Data extracted from a collection

================

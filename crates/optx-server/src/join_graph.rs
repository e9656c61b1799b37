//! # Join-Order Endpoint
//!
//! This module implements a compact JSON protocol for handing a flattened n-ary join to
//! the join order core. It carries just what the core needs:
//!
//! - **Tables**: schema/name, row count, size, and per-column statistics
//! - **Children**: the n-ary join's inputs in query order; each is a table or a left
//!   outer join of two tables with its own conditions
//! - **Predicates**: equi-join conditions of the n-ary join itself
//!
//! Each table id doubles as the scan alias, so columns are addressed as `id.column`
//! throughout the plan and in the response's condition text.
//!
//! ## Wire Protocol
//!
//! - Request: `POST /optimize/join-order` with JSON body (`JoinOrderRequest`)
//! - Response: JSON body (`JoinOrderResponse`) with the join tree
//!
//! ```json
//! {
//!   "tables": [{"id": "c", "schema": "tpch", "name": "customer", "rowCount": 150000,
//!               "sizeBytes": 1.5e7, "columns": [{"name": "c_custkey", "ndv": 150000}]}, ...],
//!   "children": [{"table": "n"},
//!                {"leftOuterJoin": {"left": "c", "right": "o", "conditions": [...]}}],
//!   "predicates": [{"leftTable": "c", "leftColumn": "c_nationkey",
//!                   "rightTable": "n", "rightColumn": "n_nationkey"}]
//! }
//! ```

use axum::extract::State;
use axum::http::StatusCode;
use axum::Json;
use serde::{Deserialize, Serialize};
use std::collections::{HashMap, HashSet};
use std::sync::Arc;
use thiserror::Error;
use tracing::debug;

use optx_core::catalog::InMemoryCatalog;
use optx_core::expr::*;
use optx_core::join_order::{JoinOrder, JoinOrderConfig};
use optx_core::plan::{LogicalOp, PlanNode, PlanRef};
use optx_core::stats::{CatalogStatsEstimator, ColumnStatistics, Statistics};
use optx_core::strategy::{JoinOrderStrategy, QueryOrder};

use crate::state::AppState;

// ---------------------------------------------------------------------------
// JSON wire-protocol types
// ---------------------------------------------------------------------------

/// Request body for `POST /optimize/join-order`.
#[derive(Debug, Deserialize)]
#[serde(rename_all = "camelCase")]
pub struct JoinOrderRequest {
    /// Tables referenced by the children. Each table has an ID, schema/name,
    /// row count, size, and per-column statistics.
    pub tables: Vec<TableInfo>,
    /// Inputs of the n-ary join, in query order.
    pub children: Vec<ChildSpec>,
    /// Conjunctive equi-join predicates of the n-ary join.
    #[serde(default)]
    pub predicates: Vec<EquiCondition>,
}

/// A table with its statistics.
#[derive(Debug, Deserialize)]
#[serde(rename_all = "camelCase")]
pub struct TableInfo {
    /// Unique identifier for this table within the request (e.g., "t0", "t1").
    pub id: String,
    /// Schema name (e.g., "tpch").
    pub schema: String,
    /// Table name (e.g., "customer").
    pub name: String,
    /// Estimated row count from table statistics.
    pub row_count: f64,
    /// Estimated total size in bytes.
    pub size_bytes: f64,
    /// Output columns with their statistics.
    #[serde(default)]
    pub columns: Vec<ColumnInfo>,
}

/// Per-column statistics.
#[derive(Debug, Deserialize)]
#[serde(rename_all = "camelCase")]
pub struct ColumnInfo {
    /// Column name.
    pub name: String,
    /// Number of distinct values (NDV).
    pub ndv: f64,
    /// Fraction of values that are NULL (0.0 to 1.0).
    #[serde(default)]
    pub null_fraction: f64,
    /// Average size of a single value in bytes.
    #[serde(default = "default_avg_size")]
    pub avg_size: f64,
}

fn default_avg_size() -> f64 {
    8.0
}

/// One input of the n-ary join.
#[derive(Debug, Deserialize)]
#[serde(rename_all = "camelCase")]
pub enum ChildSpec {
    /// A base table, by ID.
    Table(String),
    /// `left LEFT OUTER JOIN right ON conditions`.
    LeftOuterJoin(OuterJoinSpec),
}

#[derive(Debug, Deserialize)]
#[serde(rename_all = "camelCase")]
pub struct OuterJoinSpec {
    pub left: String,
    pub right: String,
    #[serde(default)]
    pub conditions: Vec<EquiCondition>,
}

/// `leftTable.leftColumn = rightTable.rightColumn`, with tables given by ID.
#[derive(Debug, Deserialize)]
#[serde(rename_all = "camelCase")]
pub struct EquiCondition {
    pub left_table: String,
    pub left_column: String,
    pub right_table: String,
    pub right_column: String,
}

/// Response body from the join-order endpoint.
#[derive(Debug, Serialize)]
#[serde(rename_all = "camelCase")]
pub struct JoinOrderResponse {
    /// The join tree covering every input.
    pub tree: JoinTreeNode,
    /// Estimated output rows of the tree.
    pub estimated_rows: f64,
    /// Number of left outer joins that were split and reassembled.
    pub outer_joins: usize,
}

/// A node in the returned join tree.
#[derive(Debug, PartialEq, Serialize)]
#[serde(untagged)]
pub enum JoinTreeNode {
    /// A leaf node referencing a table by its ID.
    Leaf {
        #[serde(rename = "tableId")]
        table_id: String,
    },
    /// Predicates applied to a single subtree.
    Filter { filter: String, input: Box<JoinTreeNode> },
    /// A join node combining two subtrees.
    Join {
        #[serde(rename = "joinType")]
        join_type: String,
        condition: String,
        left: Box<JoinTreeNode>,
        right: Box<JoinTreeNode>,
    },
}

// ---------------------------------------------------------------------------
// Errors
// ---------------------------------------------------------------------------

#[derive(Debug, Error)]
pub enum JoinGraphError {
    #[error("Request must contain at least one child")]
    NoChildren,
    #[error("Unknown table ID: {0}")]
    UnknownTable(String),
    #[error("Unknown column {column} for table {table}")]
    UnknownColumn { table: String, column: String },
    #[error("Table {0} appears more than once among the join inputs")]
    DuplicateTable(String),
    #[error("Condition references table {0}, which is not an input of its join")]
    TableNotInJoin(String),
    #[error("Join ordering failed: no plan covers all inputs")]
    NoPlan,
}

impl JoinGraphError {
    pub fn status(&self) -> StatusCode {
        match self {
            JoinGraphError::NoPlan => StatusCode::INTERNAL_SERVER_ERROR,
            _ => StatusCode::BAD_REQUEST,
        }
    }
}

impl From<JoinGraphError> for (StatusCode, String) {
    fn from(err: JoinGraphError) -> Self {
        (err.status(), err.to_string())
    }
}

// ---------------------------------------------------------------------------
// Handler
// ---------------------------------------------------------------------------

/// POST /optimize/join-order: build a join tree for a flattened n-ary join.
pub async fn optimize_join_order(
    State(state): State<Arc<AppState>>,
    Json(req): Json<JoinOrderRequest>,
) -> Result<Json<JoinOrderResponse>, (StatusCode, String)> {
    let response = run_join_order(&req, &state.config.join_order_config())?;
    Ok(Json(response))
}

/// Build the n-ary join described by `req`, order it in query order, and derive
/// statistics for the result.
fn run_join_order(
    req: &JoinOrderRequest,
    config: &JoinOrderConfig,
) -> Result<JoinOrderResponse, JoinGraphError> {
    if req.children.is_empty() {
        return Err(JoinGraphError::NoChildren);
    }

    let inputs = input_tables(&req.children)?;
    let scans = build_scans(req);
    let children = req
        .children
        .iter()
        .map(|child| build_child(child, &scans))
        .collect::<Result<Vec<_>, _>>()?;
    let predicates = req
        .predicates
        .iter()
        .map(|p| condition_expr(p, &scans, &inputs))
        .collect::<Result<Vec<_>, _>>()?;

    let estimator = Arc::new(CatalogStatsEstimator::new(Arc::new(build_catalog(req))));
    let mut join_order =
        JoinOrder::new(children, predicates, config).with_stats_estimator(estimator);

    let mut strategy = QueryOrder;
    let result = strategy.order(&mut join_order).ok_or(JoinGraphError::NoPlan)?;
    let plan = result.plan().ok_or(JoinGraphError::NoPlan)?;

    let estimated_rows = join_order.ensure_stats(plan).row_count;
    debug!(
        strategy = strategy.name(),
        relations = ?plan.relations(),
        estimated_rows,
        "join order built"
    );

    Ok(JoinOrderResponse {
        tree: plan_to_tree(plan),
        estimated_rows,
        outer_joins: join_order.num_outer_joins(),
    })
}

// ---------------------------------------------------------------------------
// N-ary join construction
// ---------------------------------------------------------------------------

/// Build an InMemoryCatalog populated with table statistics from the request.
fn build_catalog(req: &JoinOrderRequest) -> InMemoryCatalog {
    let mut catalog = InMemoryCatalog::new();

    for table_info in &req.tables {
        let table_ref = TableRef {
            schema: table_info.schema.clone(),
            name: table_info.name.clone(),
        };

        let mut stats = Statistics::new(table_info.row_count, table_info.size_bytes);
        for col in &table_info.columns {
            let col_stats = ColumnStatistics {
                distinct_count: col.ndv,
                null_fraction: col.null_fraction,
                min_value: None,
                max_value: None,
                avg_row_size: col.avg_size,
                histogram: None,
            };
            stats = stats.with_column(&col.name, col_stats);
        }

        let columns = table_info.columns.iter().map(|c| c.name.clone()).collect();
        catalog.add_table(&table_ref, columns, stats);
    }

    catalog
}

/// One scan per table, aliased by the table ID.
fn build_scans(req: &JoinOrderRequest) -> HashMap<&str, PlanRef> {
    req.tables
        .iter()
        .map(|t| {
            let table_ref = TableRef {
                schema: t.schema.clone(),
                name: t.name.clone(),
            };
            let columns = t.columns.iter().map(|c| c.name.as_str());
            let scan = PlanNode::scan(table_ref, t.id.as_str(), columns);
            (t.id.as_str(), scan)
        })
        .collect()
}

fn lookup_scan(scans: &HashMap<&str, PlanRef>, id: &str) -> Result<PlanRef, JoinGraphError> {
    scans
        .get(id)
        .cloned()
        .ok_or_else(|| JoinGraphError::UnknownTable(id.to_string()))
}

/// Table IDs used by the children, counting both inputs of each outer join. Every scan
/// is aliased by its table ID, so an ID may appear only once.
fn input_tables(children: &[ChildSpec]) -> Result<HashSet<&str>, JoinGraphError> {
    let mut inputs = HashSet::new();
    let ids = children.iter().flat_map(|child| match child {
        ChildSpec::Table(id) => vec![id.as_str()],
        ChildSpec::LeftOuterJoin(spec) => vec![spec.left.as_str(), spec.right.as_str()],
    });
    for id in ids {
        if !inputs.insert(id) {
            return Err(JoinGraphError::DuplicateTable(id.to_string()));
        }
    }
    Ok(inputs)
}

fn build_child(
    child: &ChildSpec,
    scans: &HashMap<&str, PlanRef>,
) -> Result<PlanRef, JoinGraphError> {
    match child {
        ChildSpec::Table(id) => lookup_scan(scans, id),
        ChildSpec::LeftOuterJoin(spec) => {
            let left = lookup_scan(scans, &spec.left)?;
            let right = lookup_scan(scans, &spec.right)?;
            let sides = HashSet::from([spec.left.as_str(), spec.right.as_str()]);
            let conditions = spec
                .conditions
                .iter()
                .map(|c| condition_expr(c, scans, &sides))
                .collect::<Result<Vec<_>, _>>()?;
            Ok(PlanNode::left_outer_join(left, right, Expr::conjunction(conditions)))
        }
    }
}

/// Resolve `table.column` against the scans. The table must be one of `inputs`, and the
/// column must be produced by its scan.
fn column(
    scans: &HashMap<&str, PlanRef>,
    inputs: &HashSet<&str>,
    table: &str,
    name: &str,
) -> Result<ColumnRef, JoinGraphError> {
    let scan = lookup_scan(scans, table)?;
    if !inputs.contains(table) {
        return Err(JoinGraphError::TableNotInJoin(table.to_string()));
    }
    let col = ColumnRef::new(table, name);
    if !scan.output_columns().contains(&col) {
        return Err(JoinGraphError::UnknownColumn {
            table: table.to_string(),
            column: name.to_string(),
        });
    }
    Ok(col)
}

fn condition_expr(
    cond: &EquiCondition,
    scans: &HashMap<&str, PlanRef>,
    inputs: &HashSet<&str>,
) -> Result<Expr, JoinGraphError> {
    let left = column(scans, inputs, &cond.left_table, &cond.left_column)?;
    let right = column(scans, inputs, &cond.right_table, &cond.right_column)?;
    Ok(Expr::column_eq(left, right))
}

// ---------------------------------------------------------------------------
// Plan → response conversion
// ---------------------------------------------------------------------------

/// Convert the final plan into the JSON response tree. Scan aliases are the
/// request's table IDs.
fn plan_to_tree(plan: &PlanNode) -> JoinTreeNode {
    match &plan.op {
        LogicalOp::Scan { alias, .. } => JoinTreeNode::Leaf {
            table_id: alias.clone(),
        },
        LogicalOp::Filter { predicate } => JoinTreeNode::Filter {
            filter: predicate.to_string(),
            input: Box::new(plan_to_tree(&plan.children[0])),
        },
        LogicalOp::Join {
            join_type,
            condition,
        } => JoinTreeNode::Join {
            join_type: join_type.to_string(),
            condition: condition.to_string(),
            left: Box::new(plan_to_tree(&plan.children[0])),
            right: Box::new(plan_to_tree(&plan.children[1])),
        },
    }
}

================

PROBLEM >> The lines of the records that contain the string "strategy" should be located and copied.

EXERCISE ANSWER >>
use optx_core::strategy::{JoinOrderStrategy, QueryOrder};
    let mut strategy = QueryOrder;
    let result = strategy.order(&mut join_order).ok_or(JoinGraphError::NoPlan)?;
        strategy = strategy.name(),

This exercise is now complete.